3.4. Invero il tenore letterale dei termini utilizzati dall'art. 227, del CCNL commercio non consente di affermare che i contraenti abbiano senz'altro inteso attribuire rilievo, ai fini del rispetto del termine entro il quale il procedimento disciplinare deve essere concluso, al momento della conoscenza della sanzione da parte del lavoratore, perchè il verbo comunicare descrive una relazione fra due soggetti e, quindi, evoca innanzitutto il momento della trasmissione ad altri della notizia o del pensiero, rispetto al quale la fase della ricezione si pone come logicamente e temporalmente successiva.
Ne discende che la volontà delle parti collettive deve essere ricostruita, a fronte di espressioni di significato non univoco, considerando innanzitutto che la disciplina del procedimento realizza una mediazione fra gli opposti interessi delle parti e che, mentre il termine per la contestazione è volto a garantire la tempestività dell'esercizio del potere, in funzione della necessaria tutela del diritto di difesa del lavoratore ed in considerazione del principio del legittimo affidamento sulla irrilevanza disciplinare della condotta, il termine per la conclusione soddisfa esigenze diverse da quelle già assicurate dal contraddittorio procedimentale, ed è finalizzato a garantire la certezza delle situazioni giuridiche, che, una volta avviato il procedimento, implica una valutazione tempestiva da parte del datore di lavoro delle giustificazioni fornite dal lavoratore e una decisione, altrettanto tempestiva, sulla rilevanza della condotta e sulla scelta della sanzione da irrogare.

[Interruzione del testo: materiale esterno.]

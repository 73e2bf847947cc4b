use std::sync::Arc;
use std::sync::atomic::AtomicUsize;
use std::sync::atomic::Ordering;

use parking_lot::Mutex;
use tokio::sync::Notify;
use tokio_util::sync::CancellationToken;

use crate::error::FieldError;
use crate::graphql;
use crate::queue::ExecutionQueue;
use crate::scheduler::TrackableScheduler;
use crate::task::ExecutionTask;
use crate::task::InFlight;
use crate::task::TaskContext;
use crate::task::TaskStatus;
use crate::task::TrackScope;

/// The bookkeeping of one operation, shared by all of its tasks.
pub(crate) struct OperationContext {
    aborted: CancellationToken,
    queue: Arc<ExecutionQueue>,
    errors: Mutex<Vec<graphql::Error>>,
    running: InFlight,
    /// Tasks that were started and did not reach a terminal status yet
    unfinished: AtomicUsize,
    completed: AtomicUsize,
    faulted: AtomicUsize,
    started: Mutex<Vec<ExecutionTask>>,
    /// Signalled when a task finishes or new tasks are queued
    changed: Notify,
}

impl OperationContext {
    pub(crate) fn new(aborted: CancellationToken, queue: Arc<ExecutionQueue>) -> Self {
        Self {
            aborted,
            queue,
            errors: Default::default(),
            running: InFlight::new(),
            unfinished: AtomicUsize::new(0),
            completed: AtomicUsize::new(0),
            faulted: AtomicUsize::new(0),
            started: Default::default(),
            changed: Notify::new(),
        }
    }

    /// Starts `task` on `scheduler`.
    pub(crate) fn begin(self: &Arc<Self>, task: ExecutionTask, scheduler: &TrackableScheduler) {
        // Counted first, the task may finish before `begin_execute` returns
        self.unfinished.fetch_add(1, Ordering::SeqCst);
        if task.begin_execute(scheduler, self.clone()) {
            self.started.lock().push(task);
        } else {
            self.queue.mark_completed(&task);
            self.decrement_unfinished();
        }
    }

    pub(crate) fn unfinished(&self) -> usize {
        self.unfinished.load(Ordering::SeqCst)
    }

    pub(crate) fn running(&self) -> usize {
        self.running.get()
    }

    pub(crate) fn notify(&self) {
        self.changed.notify_one();
    }

    /// Resolves after the next [`notify`](OperationContext::notify), or right away if one
    /// happened since the last wait.
    pub(crate) async fn changed(&self) {
        self.changed.notified().await
    }

    pub(crate) fn completed_count(&self) -> usize {
        self.completed.load(Ordering::SeqCst)
    }

    pub(crate) fn faulted_count(&self) -> usize {
        self.faulted.load(Ordering::SeqCst)
    }

    pub(crate) fn take_errors(&self) -> Vec<graphql::Error> {
        std::mem::take(&mut *self.errors.lock())
    }

    pub(crate) fn take_started(&self) -> Vec<ExecutionTask> {
        std::mem::take(&mut *self.started.lock())
    }

    fn decrement_unfinished(&self) {
        let previous = self
            .unfinished
            .fetch_update(Ordering::SeqCst, Ordering::SeqCst, |n| n.checked_sub(1));
        if previous.is_err() {
            failfast_error!("a task completed more often than it was started");
        }
    }
}

impl TaskContext for OperationContext {
    fn request_aborted(&self) -> CancellationToken {
        self.aborted.clone()
    }

    fn report_error(&self, task: &ExecutionTask, error: FieldError) {
        let path = task.path();
        tracing::debug!(path = %path, error = %error, "resolver failed");
        let path = (!path.is_empty()).then_some(path);
        self.errors.lock().push(error.to_graphql_error(path));
    }

    fn track(&self, _task: &ExecutionTask) -> TrackScope {
        self.running.enter()
    }

    fn completed(&self, task: ExecutionTask) {
        self.queue.mark_completed(&task);
        match task.status() {
            TaskStatus::Completed => self.completed.fetch_add(1, Ordering::SeqCst),
            _ => self.faulted.fetch_add(1, Ordering::SeqCst),
        };
        // Released before the driver can see the task finished, so it can be recycled
        drop(task);
        self.decrement_unfinished();
        self.notify();
    }
}

#[cfg(test)]
mod tests {
    use std::time::Duration;

    use test_log::test;

    use super::*;
    use crate::configuration::SchedulerConfig;
    use crate::json_ext::Path;

    #[test(tokio::test)]
    async fn counts_and_collects_outcomes() {
        let scheduler =
            TrackableScheduler::new(&SchedulerConfig::builder().processors(2).build()).unwrap();
        let queue = Arc::new(ExecutionQueue::new());
        let operation = Arc::new(OperationContext::new(CancellationToken::new(), queue));

        let ok = ExecutionTask::parallel(Path::from("/a"), || async { Ok(()) });
        let failing = ExecutionTask::parallel(Path::from("/b/0"), || async {
            Err(FieldError::new("b is broken"))
        });
        operation.begin(ok.clone(), &scheduler);
        operation.begin(failing.clone(), &scheduler);
        // Starting twice is ignored
        operation.begin(ok.clone(), &scheduler);

        ok.wait_for_completion().await;
        failing.wait_for_completion().await;
        while operation.unfinished() > 0 {
            tokio::time::timeout(Duration::from_secs(5), operation.changed())
                .await
                .unwrap();
        }

        assert_eq!(operation.completed_count(), 1);
        assert_eq!(operation.faulted_count(), 1);
        assert_eq!(operation.running(), 0);
        assert_eq!(operation.take_started().len(), 2);

        let errors = operation.take_errors();
        assert_eq!(errors.len(), 1);
        assert_eq!(errors[0].message, "b is broken");
        assert_eq!(errors[0].path, Some(Path::from("/b/0")));
    }

    #[test]
    fn root_level_errors_have_no_path() {
        let queue = Arc::new(ExecutionQueue::new());
        let operation = OperationContext::new(CancellationToken::new(), queue);
        let task = ExecutionTask::parallel(Path::empty(), || async { Ok(()) });
        operation.report_error(&task, FieldError::new("operation failed"));
        assert_eq!(operation.take_errors()[0].path, None);
    }
}
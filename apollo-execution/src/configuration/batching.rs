use schemars::JsonSchema;
use serde::Deserialize;
use serde::Serialize;

const DEFAULT_TASK_POOL_CAPACITY: usize = 256;

fn default_task_pool_capacity() -> usize {
    DEFAULT_TASK_POOL_CAPACITY
}

/// Configuration for batch loaders
#[derive(Debug, Clone, Default, Deserialize, Serialize, JsonSchema)]
#[serde(deny_unknown_fields, default)]
pub struct BatchingConfig {
    /// Maximum number of keys handed to a single fetch call. A round with more
    /// keys is split in several fetch calls. Unbounded by default.
    pub(crate) max_batch_size: Option<usize>,

    /// Keep resolved values for the remainder of the operation so that later
    /// rounds answer them without fetching again
    pub(crate) cache: bool,
}

#[buildstructor::buildstructor]
impl BatchingConfig {
    #[builder]
    pub fn new(max_batch_size: Option<usize>, cache: Option<bool>) -> Self {
        Self {
            max_batch_size,
            cache: cache.unwrap_or_default(),
        }
    }

    pub fn max_batch_size(&self) -> Option<usize> {
        self.max_batch_size
    }

    pub fn cache(&self) -> bool {
        self.cache
    }
}

/// Configuration for recycling execution tasks across operations
#[derive(Debug, Clone, Deserialize, Serialize, JsonSchema)]
#[serde(deny_unknown_fields, default)]
pub struct TaskPoolConfig {
    /// Maximum number of idle tasks kept for reuse; defaults to 256
    #[schemars(default = "default_task_pool_capacity")]
    pub(crate) capacity: usize,
}

impl Default for TaskPoolConfig {
    fn default() -> Self {
        Self {
            capacity: default_task_pool_capacity(),
        }
    }
}

impl TaskPoolConfig {
    pub fn capacity(&self) -> usize {
        self.capacity
    }
}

Rispetto a dette esigenze, quindi, ciò che rileva è il momento della manifestazione della volontà da parte del datore di lavoro, al quale va riferito il termine concesso per gli accertamenti e per le valutazioni, termine che finirebbe per essere compresso, senza ragione alcuna, qualora si pretendesse dal datore di farsi carico anticipatamente di eventuali ritardi addebitabili al soggetto incaricato di recapitare al lavoratore l'atto.
3.5. Considerazioni analoghe vanno espresse con riferimento all'onere di comunicazione imposto in caso di proroga dall'art. 227, comma 2, perchè, se il termine fissato dal comma 1, è rispettato nel momento in cui la volontà viene esternata e trasmessa al destinatario, affinchè la proroga possa essere validamente disposta è necessario che, prima dello spirare del termine finale, il datore di lavoro manifesti per iscritto la volontà di avvalersi del prolungamento e entro il medesimo termine, ove non provveda alla consegna dell'atto, avvii la procedura di comunicazione mediante consegna al soggetto incaricato di curare il recapito.
Inoltre poichè le formalità imposte dalla disposizione contrattuale condizionano la legittimità della proroga, qualora il rispetto delle stesse venga contestato, sarà onere del datore di lavoro dimostrare di avere ottemperato alle prescrizioni previste dal CCNL e, quindi, di avere quantomeno avviato, entro il termine di 15 giorni, la procedura di comunicazione al lavoratore del disposto prolungamento.